//! Scheduler module: the poll loop that checks due watches.
//!
//! Every tick loads all watches and walks them one at a time. A watch is
//! only marked as checked once its whole cycle went through; any failure is
//! logged against that watch and the loop moves on to the next one.

mod clock;

pub use clock::*;

use crate::calendar::{FetchError, IdentifierResolver, ResolveError, Snapshot, SnapshotProvider};
use crate::db::{CycleCommit, DbError, Watch, WatchStore};
use crate::diff::diff;
use crate::notify::{describe, format_change_message, format_started_message, Notifier, NotifyError};

use chrono::{DateTime, Utc};
use std::sync::Arc;
use std::time::Duration;
use thiserror::Error;
use tokio::sync::broadcast;
use tokio::time::{timeout, MissedTickBehavior};

/// Why a single watch's cycle was abandoned.
#[derive(Error, Debug)]
pub enum CycleError {
    #[error("resolve failed: {0}")]
    Resolve(#[from] ResolveError),
    #[error("fetch failed: {0}")]
    Fetch(#[from] FetchError),
    #[error("store failed: {0}")]
    Store(#[from] DbError),
}

/// What a completed cycle did.
#[derive(Debug, Clone, Copy, PartialEq, Eq)]
pub enum CycleOutcome {
    NotDue,
    Baselined,
    Unchanged,
    Changed(usize),
}

/// Per-tick counters.
#[derive(Debug, Clone, Copy, Default, PartialEq, Eq)]
pub struct TickReport {
    pub not_due: usize,
    pub due: usize,
    pub baselined: usize,
    pub unchanged: usize,
    pub changed: usize,
    pub failed: usize,
    /// Change events across all changed watches.
    pub events: usize,
}

/// The poll loop and its collaborators.
#[derive(Clone)]
pub struct Scheduler {
    store: Arc<dyn WatchStore>,
    resolver: Arc<dyn IdentifierResolver>,
    provider: Arc<dyn SnapshotProvider>,
    notifier: Arc<dyn Notifier>,
    clock: Arc<dyn Clock>,
    tick: Duration,
    call_timeout: Duration,
}

impl Scheduler {
    pub fn new(
        store: Arc<dyn WatchStore>,
        resolver: Arc<dyn IdentifierResolver>,
        provider: Arc<dyn SnapshotProvider>,
        notifier: Arc<dyn Notifier>,
        clock: Arc<dyn Clock>,
        tick: Duration,
        call_timeout: Duration,
    ) -> Self {
        Self {
            store,
            resolver,
            provider,
            notifier,
            clock,
            tick,
            call_timeout,
        }
    }

    /// Run ticks until `stop_rx` fires or its sender goes away.
    pub async fn run(self, mut stop_rx: broadcast::Receiver<()>) {
        tracing::info!("Scheduler started with a {:?} tick", self.tick);

        let mut interval = tokio::time::interval(self.tick);
        interval.set_missed_tick_behavior(MissedTickBehavior::Skip);

        loop {
            tokio::select! {
                _ = stop_rx.recv() => {
                    tracing::info!("Scheduler stopping");
                    break;
                }
                _ = interval.tick() => {
                    match self.run_tick().await {
                        Ok(report) if report.due > 0 => tracing::info!(
                            due = report.due,
                            baselined = report.baselined,
                            changed = report.changed,
                            events = report.events,
                            unchanged = report.unchanged,
                            failed = report.failed,
                            "Tick complete"
                        ),
                        Ok(_) => {}
                        Err(e) => tracing::error!("Scheduler tick failed: {}", e),
                    }
                }
            }
        }
    }

    /// Check every due watch once.
    ///
    /// Only failing to load the watch list fails the tick as a whole.
    pub async fn run_tick(&self) -> Result<TickReport, DbError> {
        let watches = self.store.get_watches()?;
        let mut report = TickReport::default();

        for watch in watches {
            let now = self.clock.now();
            let (watch_id, target) = (watch.id, watch.target_ref.clone());

            // Each cycle runs in its own task so a panic stays with its watch.
            let this = self.clone();
            let cycle = tokio::spawn(async move { this.process_watch(&watch, now).await });

            match cycle.await {
                Ok(Ok(CycleOutcome::NotDue)) => report.not_due += 1,
                Ok(Ok(outcome)) => {
                    report.due += 1;
                    match outcome {
                        CycleOutcome::Baselined => report.baselined += 1,
                        CycleOutcome::Unchanged => report.unchanged += 1,
                        CycleOutcome::Changed(n) => {
                            report.changed += 1;
                            report.events += n;
                        }
                        CycleOutcome::NotDue => {}
                    }
                }
                Ok(Err(e)) => {
                    report.due += 1;
                    report.failed += 1;
                    tracing::warn!(watch_id, target = %target, "Check failed: {}", e);
                }
                Err(e) => {
                    report.due += 1;
                    report.failed += 1;
                    if e.is_panic() {
                        tracing::error!(watch_id, target = %target, "Check panicked: {}", e);
                    } else {
                        tracing::error!(watch_id, target = %target, "Check aborted: {}", e);
                    }
                }
            }
        }

        Ok(report)
    }

    /// One watch's cycle: resolve, fetch, compare, commit, notify.
    async fn process_watch(
        &self,
        watch: &Watch,
        now: DateTime<Utc>,
    ) -> Result<CycleOutcome, CycleError> {
        if !watch.is_due(now) {
            return Ok(CycleOutcome::NotDue);
        }

        let resolved_id = match &watch.resolved_id {
            Some(id) => id.clone(),
            None => {
                let id = self.resolve(&watch.target_ref).await?;
                // Kept even if the rest of this cycle fails.
                self.store.set_resolved_id(watch.id, &id)?;
                tracing::info!(watch_id = watch.id, resolved_id = %id, "Resolved target");
                id
            }
        };

        let current = self.fetch(&resolved_id).await?;

        let Some(previous) = &watch.last_state else {
            self.store.commit_cycle(&CycleCommit {
                watch_id: watch.id,
                checked_at: now,
                new_state: Some(&current),
                changes: None,
            })?;
            tracing::info!(watch_id = watch.id, dates = current.len(), "Baseline recorded");

            let message = format_started_message(&watch.target_ref, &current);
            self.deliver(watch, &message).await;
            return Ok(CycleOutcome::Baselined);
        };

        let events = diff(Some(previous), &current);
        if events.is_empty() {
            self.store.commit_cycle(&CycleCommit {
                watch_id: watch.id,
                checked_at: now,
                new_state: None,
                changes: None,
            })?;
            tracing::debug!(watch_id = watch.id, "No changes");
            return Ok(CycleOutcome::Unchanged);
        }

        let lines: Vec<String> = events.iter().map(describe).collect();
        self.store.commit_cycle(&CycleCommit {
            watch_id: watch.id,
            checked_at: now,
            new_state: Some(&current),
            changes: Some(lines.as_slice()),
        })?;
        tracing::info!(watch_id = watch.id, changes = lines.len(), "Changes detected");

        let message = format_change_message(&watch.target_ref, &lines);
        self.deliver(watch, &message).await;
        Ok(CycleOutcome::Changed(lines.len()))
    }

    async fn resolve(&self, target_ref: &str) -> Result<String, ResolveError> {
        timeout(self.call_timeout, self.resolver.resolve(target_ref))
            .await
            .unwrap_or(Err(ResolveError::Timeout(self.call_timeout)))
    }

    async fn fetch(&self, resolved_id: &str) -> Result<Snapshot, FetchError> {
        timeout(self.call_timeout, self.provider.fetch(resolved_id))
            .await
            .unwrap_or(Err(FetchError::Timeout(self.call_timeout)))
    }

    /// Fire-and-forget: a failed delivery is logged and otherwise ignored.
    async fn deliver(&self, watch: &Watch, message: &str) {
        let result = timeout(
            self.call_timeout,
            self.notifier.deliver(&watch.notify_endpoint, message),
        )
        .await
        .unwrap_or(Err(NotifyError::Timeout(self.call_timeout)));

        if let Err(e) = result {
            tracing::warn!(watch_id = watch.id, "Notification failed: {}", e);
        }
    }
}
------------------------------------------------------------
→ Exercise description
Give back each record, exactly as it reads.

→ Exercise solution
//! Scheduler module: the poll loop that checks due watches.
//!
//! Every tick loads all watches and walks them one at a time. A watch is
//! only marked as checked once its whole cycle went through; any failure is
//! logged against that watch and the loop moves on to the next one.

mod clock;

pub use clock::*;

use crate::calendar::{FetchError, IdentifierResolver, ResolveError, Snapshot, SnapshotProvider};
use crate::db::{CycleCommit, DbError, Watch, WatchStore};
use crate::diff::diff;
use crate::notify::{describe, format_change_message, format_started_message, Notifier, NotifyError};

use chrono::{DateTime, Utc};
use std::sync::Arc;
use std::time::Duration;
use thiserror::Error;
use tokio::sync::broadcast;
use tokio::time::{timeout, MissedTickBehavior};

/// Why a single watch's cycle was abandoned.
#[derive(Error, Debug)]
pub enum CycleError {
    #[error("resolve failed: {0}")]
    Resolve(#[from] ResolveError),
    #[error("fetch failed: {0}")]
    Fetch(#[from] FetchError),
    #[error("store failed: {0}")]
    Store(#[from] DbError),
}

/// What a completed cycle did.
#[derive(Debug, Clone, Copy, PartialEq, Eq)]
pub enum CycleOutcome {
    NotDue,
    Baselined,
    Unchanged,
    Changed(usize),
}

/// Per-tick counters.
#[derive(Debug, Clone, Copy, Default, PartialEq, Eq)]
pub struct TickReport {
    pub not_due: usize,
    pub due: usize,
    pub baselined: usize,
    pub unchanged: usize,
    pub changed: usize,
    pub failed: usize,
    /// Change events across all changed watches.
    pub events: usize,
}

/// The poll loop and its collaborators.
#[derive(Clone)]
pub struct Scheduler {
    store: Arc<dyn WatchStore>,
    resolver: Arc<dyn IdentifierResolver>,
    provider: Arc<dyn SnapshotProvider>,
    notifier: Arc<dyn Notifier>,
    clock: Arc<dyn Clock>,
    tick: Duration,
    call_timeout: Duration,
}

impl Scheduler {
    pub fn new(
        store: Arc<dyn WatchStore>,
        resolver: Arc<dyn IdentifierResolver>,
        provider: Arc<dyn SnapshotProvider>,
        notifier: Arc<dyn Notifier>,
        clock: Arc<dyn Clock>,
        tick: Duration,
        call_timeout: Duration,
    ) -> Self {
        Self {
            store,
            resolver,
            provider,
            notifier,
            clock,
            tick,
            call_timeout,
        }
    }

    /// Run ticks until `stop_rx` fires or its sender goes away.
    pub async fn run(self, mut stop_rx: broadcast::Receiver<()>) {
        tracing::info!("Scheduler started with a {:?} tick", self.tick);

        let mut interval = tokio::time::interval(self.tick);
        interval.set_missed_tick_behavior(MissedTickBehavior::Skip);

        loop {
            tokio::select! {
                _ = stop_rx.recv() => {
                    tracing::info!("Scheduler stopping");
                    break;
                }
                _ = interval.tick() => {
                    match self.run_tick().await {
                        Ok(report) if report.due > 0 => tracing::info!(
                            due = report.due,
                            baselined = report.baselined,
                            changed = report.changed,
                            events = report.events,
                            unchanged = report.unchanged,
                            failed = report.failed,
                            "Tick complete"
                        ),
                        Ok(_) => {}
                        Err(e) => tracing::error!("Scheduler tick failed: {}", e),
                    }
                }
            }
        }
    }

    /// Check every due watch once.
    ///
    /// Only failing to load the watch list fails the tick as a whole.
    pub async fn run_tick(&self) -> Result<TickReport, DbError> {
        let watches = self.store.get_watches()?;
        let mut report = TickReport::default();

        for watch in watches {
            let now = self.clock.now();
            let (watch_id, target) = (watch.id, watch.target_ref.clone());

            // Each cycle runs in its own task so a panic stays with its watch.
            let this = self.clone();
            let cycle = tokio::spawn(async move { this.process_watch(&watch, now).await });

            match cycle.await {
                Ok(Ok(CycleOutcome::NotDue)) => report.not_due += 1,
                Ok(Ok(outcome)) => {
                    report.due += 1;
                    match outcome {
                        CycleOutcome::Baselined => report.baselined += 1,
                        CycleOutcome::Unchanged => report.unchanged += 1,
                        CycleOutcome::Changed(n) => {
                            report.changed += 1;
                            report.events += n;
                        }
                        CycleOutcome::NotDue => {}
                    }
                }
                Ok(Err(e)) => {
                    report.due += 1;
                    report.failed += 1;
                    tracing::warn!(watch_id, target = %target, "Check failed: {}", e);
                }
                Err(e) => {
                    report.due += 1;
                    report.failed += 1;
                    if e.is_panic() {
                        tracing::error!(watch_id, target = %target, "Check panicked: {}", e);
                    } else {
                        tracing::error!(watch_id, target = %target, "Check aborted: {}", e);
                    }
                }
            }
        }

        Ok(report)
    }

    /// One watch's cycle: resolve, fetch, compare, commit, notify.
    async fn process_watch(
        &self,
        watch: &Watch,
        now: DateTime<Utc>,
    ) -> Result<CycleOutcome, CycleError> {
        if !watch.is_due(now) {
            return Ok(CycleOutcome::NotDue);
        }

        let resolved_id = match &watch.resolved_id {
            Some(id) => id.clone(),
            None => {
                let id = self.resolve(&watch.target_ref).await?;
                // Kept even if the rest of this cycle fails.
                self.store.set_resolved_id(watch.id, &id)?;
                tracing::info!(watch_id = watch.id, resolved_id = %id, "Resolved target");
                id
            }
        };

        let current = self.fetch(&resolved_id).await?;

        let Some(previous) = &watch.last_state else {
            self.store.commit_cycle(&CycleCommit {
                watch_id: watch.id,
                checked_at: now,
                new_state: Some(&current),
                changes: None,
            })?;
            tracing::info!(watch_id = watch.id, dates = current.len(), "Baseline recorded");

            let message = format_started_message(&watch.target_ref, &current);
            self.deliver(watch, &message).await;
            return Ok(CycleOutcome::Baselined);
        };

        let events = diff(Some(previous), &current);
        if events.is_empty() {
            self.store.commit_cycle(&CycleCommit {
                watch_id: watch.id,
                checked_at: now,
                new_state: None,
                changes: None,
            })?;
            tracing::debug!(watch_id = watch.id, "No changes");
            return Ok(CycleOutcome::Unchanged);
        }

        let lines: Vec<String> = events.iter().map(describe).collect();
        self.store.commit_cycle(&CycleCommit {
            watch_id: watch.id,
            checked_at: now,
            new_state: Some(&current),
            changes: Some(lines.as_slice()),
        })?;
        tracing::info!(watch_id = watch.id, changes = lines.len(), "Changes detected");

        let message = format_change_message(&watch.target_ref, &lines);
        self.deliver(watch, &message).await;
        Ok(CycleOutcome::Changed(lines.len()))
    }

    async fn resolve(&self, target_ref: &str) -> Result<String, ResolveError> {
        timeout(self.call_timeout, self.resolver.resolve(target_ref))
            .await
            .unwrap_or(Err(ResolveError::Timeout(self.call_timeout)))
    }

    async fn fetch(&self, resolved_id: &str) -> Result<Snapshot, FetchError> {
        timeout(self.call_timeout, self.provider.fetch(resolved_id))
            .await
            .unwrap_or(Err(FetchError::Timeout(self.call_timeout)))
    }

    /// Fire-and-forget: a failed delivery is logged and otherwise ignored.
    async fn deliver(&self, watch: &Watch, message: &str) {
        let result = timeout(
            self.call_timeout,
            self.notifier.deliver(&watch.notify_endpoint, message),
        )
        .await
        .unwrap_or(Err(NotifyError::Timeout(self.call_timeout)));

        if let Err(e) = result {
            tracing::warn!(watch_id = watch.id, "Notification failed: {}", e);
        }
    }
}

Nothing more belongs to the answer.